◆ RECORDS TO PROCESS:
————
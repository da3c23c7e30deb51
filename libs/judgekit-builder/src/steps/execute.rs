use super::artifacts::{CommandInput, CommandResult};
use crate::artifact::{ArtifactKind, ArtifactStore};
use crate::error::PipelineError;
use crate::sandbox::{Command, ExitClassification, LimitKind};
use crate::step::{BuildContext, BuildStep, StepFlow};
use crate::task_manager::{TaskManager, TimeoutKind, Unit};
use async_trait::async_trait;
use judgekit_common::types::{Problem, TestCase};
use std::sync::Arc;
use std::time::{Duration, Instant};
use tracing::{info, instrument};

/// Extra time the task manager allows past the executor's own deadline,
/// covering process kill and pipe drain.
const UNIT_GRACE: Duration = Duration::from_secs(1);

/// Per-test deadline: test case override, then problem, then config.
pub fn test_deadline(test: &TestCase, problem: Option<&Problem>, default_ms: u64) -> Duration {
    let ms = test
        .timeout_ms
        .or_else(|| problem.and_then(|p| p.test_timeout_ms))
        .unwrap_or(default_ms);
    Duration::from_millis(ms)
}

/// Runs every test command in the sandbox under the task manager.
pub struct ExecuteCommands;

#[async_trait]
impl BuildStep for ExecuteCommands {
    fn id(&self) -> &'static str {
        "execute_commands"
    }

    fn requires(&self) -> Vec<ArtifactKind> {
        vec![
            ArtifactKind::of::<Vec<Command>>(),
            ArtifactKind::of::<Vec<CommandInput>>(),
            ArtifactKind::of::<Vec<TestCase>>(),
        ]
    }

    fn produces(&self) -> Vec<ArtifactKind> {
        vec![ArtifactKind::of::<Vec<CommandResult>>()]
    }

    #[instrument(skip_all, fields(submission_id = %ctx.submission_id))]
    async fn execute(
        &self,
        store: &mut ArtifactStore,
        ctx: &BuildContext,
    ) -> Result<StepFlow, PipelineError> {
        let commands = store.require::<Vec<Command>>(self.id())?;
        let inputs = store.require::<Vec<CommandInput>>(self.id())?;
        let tests = store.require::<Vec<TestCase>>(self.id())?;
        if commands.len() != tests.len() || inputs.len() != tests.len() {
            return Err(PipelineError::step(
                self.id(),
                format!(
                    "{} commands and {} inputs for {} test cases",
                    commands.len(),
                    inputs.len(),
                    tests.len()
                ),
            ));
        }

        let problem = store.get::<Problem>();
        let total_timeout = problem
            .and_then(|p| p.total_timeout_ms)
            .or(ctx.config.total_timeout_ms)
            .map(Duration::from_millis);
        let manager = TaskManager::new(ctx.config.test_concurrency, total_timeout);

        let profiles: Vec<_> = commands.iter().map(|c| c.profile).collect();
        let deadlines: Vec<Duration> = tests
            .iter()
            .map(|t| test_deadline(t, problem, ctx.config.test_timeout_ms))
            .collect();
        let admission = ctx.executor.admission();
        let units = commands
            .iter()
            .zip(inputs)
            .zip(&deadlines)
            .map(|((command, input), &deadline)| {
                let executor = Arc::clone(&ctx.executor);
                let command = command.clone();
                let input = input.0.clone();
                Unit::new(deadline + UNIT_GRACE, async move {
                    let report = executor.run_admitted(&command, &input, deadline).await;
                    CommandResult::from_report(report, command.profile)
                })
                .admitted_by(Arc::clone(&admission))
            })
            .collect();

        let started = Instant::now();
        let results = manager
            .run(
                units,
                |index, kind| match kind {
                    TimeoutKind::Batch { started: false } => CommandResult::not_started(profiles[index]),
                    TimeoutKind::Unit | TimeoutKind::Batch { started: true } => CommandResult::synthesized(
                        ExitClassification::LimitExceeded(LimitKind::WallClock),
                        deadlines[index].as_millis() as u64,
                        profiles[index],
                    ),
                },
                |index, message| {
                    CommandResult::synthesized(
                        ExitClassification::SetupFailure(format!("test execution panicked: {}", message)),
                        0,
                        profiles[index],
                    )
                },
            )
            .await;

        info!(
            tests = results.len(),
            elapsed_ms = started.elapsed().as_millis() as u64,
            "test commands finished"
        );

        store.add(results);
        Ok(StepFlow::Continue)
    }
}

#[cfg(test)]
mod tests {
    use super::*;
    use crate::sandbox::SandboxProfile;
    use judgekit_common::config::BuilderConfig;
    use judgekit_common::types::ProblemType;

    fn sh(script: &str) -> Command {
        Command::new("/bin/sh", std::env::temp_dir(), SandboxProfile::Native).args(["-c", script])
    }

    #[test]
    fn test_deadline_precedence() {
        let mut test = TestCase::new("t", "", "");
        let mut problem = Problem::new(ProblemType::CProgram, "");
        assert_eq!(test_deadline(&test, Some(&problem), 500), Duration::from_millis(500));

        problem.test_timeout_ms = Some(700);
        assert_eq!(test_deadline(&test, Some(&problem), 500), Duration::from_millis(700));

        test.timeout_ms = Some(900);
        assert_eq!(test_deadline(&test, Some(&problem), 500), Duration::from_millis(900));
    }

    #[tokio::test]
    async fn test_timeout_is_isolated_to_one_test() {
        let ctx = crate::test_support::context();
        let mut store = ArtifactStore::new();
        let mut slow = TestCase::new("slow", "", "");
        slow.timeout_ms = Some(300);
        store.add(vec![TestCase::new("a", "", ""), slow, TestCase::new("c", "", "")]);
        store.add(vec![sh("cat"), sh("while :; do :; done"), sh("echo ok")]);
        store.add(vec![
            CommandInput("hello\n".into()),
            CommandInput::default(),
            CommandInput::default(),
        ]);

        ExecuteCommands.execute(&mut store, &ctx).await.unwrap();

        let results = store.get::<Vec<CommandResult>>().unwrap();
        assert_eq!(results.len(), 3);
        assert_eq!(results[0].classification, ExitClassification::Exited(0));
        assert_eq!(results[0].stdout.text, "hello\n");
        assert_eq!(
            results[1].classification,
            ExitClassification::LimitExceeded(LimitKind::WallClock)
        );
        assert_eq!(results[2].stdout.text, "ok\n");
    }

    #[tokio::test]
    async fn test_batch_timeout_marks_unstarted_commands() {
        let config = BuilderConfig {
            sandbox_enabled: false,
            test_concurrency: 1,
            total_timeout_ms: Some(400),
            ..BuilderConfig::default()
        };
        let ctx = crate::test_support::context_with(config);
        let mut store = ArtifactStore::new();
        store.add(vec![TestCase::new("a", "", ""), TestCase::new("b", "", "")]);
        store.add(vec![sh("sleep 5"), sh("echo never")]);
        store.add(vec![CommandInput::default(), CommandInput::default()]);

        ExecuteCommands.execute(&mut store, &ctx).await.unwrap();

        let results = store.get::<Vec<CommandResult>>().unwrap();
        assert_eq!(
            results[0].classification,
            ExitClassification::LimitExceeded(LimitKind::WallClock)
        );
        assert!(!results[0].not_started);
        assert!(results[1].not_started);
    }

    #[tokio::test]
    async fn test_waiting_for_a_sandbox_does_not_time_out() {
        let config = BuilderConfig {
            sandbox_enabled: false,
            test_concurrency: 2,
            max_sandboxes: Some(1),
            test_timeout_ms: 3000,
            ..BuilderConfig::default()
        };
        let ctx = crate::test_support::context_with(config);
        let mut store = ArtifactStore::new();
        store.add(vec![TestCase::new("a", "", ""), TestCase::new("b", "", "")]);
        store.add(vec![sh("sleep 2.5; echo ok"), sh("sleep 2.5; echo ok")]);
        store.add(vec![CommandInput::default(), CommandInput::default()]);

        ExecuteCommands.execute(&mut store, &ctx).await.unwrap();

        let results = store.get::<Vec<CommandResult>>().unwrap();
        for result in results {
            assert_eq!(result.classification, ExitClassification::Exited(0));
            assert_eq!(result.stdout.text, "ok\n");
        }
        assert_eq!(ctx.executor.in_flight(), 0);
    }

    #[tokio::test]
    async fn test_mismatched_lengths_are_rejected() {
        let ctx = crate::test_support::context();
        let mut store = ArtifactStore::new();
        store.add(vec![TestCase::new("a", "", "")]);
        store.add(Vec::<Command>::new());
        store.add(Vec::<CommandInput>::new());

        let err = ExecuteCommands.execute(&mut store, &ctx).await.unwrap_err();

        assert!(matches!(err, PipelineError::Step { step: "execute_commands", .. }));
    }
}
————
◆ ACTIVITY: Could you restate, word for word, the lines above from the one with "let total_timeout = problem" to the one with "let profiles: Vec<_>", both included?

◆ OUTPUT:
        let total_timeout = problem
            .and_then(|p| p.total_timeout_ms)
            .or(ctx.config.total_timeout_ms)
            .map(Duration::from_millis);
        let manager = TaskManager::new(ctx.config.test_concurrency, total_timeout);

        let profiles: Vec<_> = commands.iter().map(|c| c.profile).collect();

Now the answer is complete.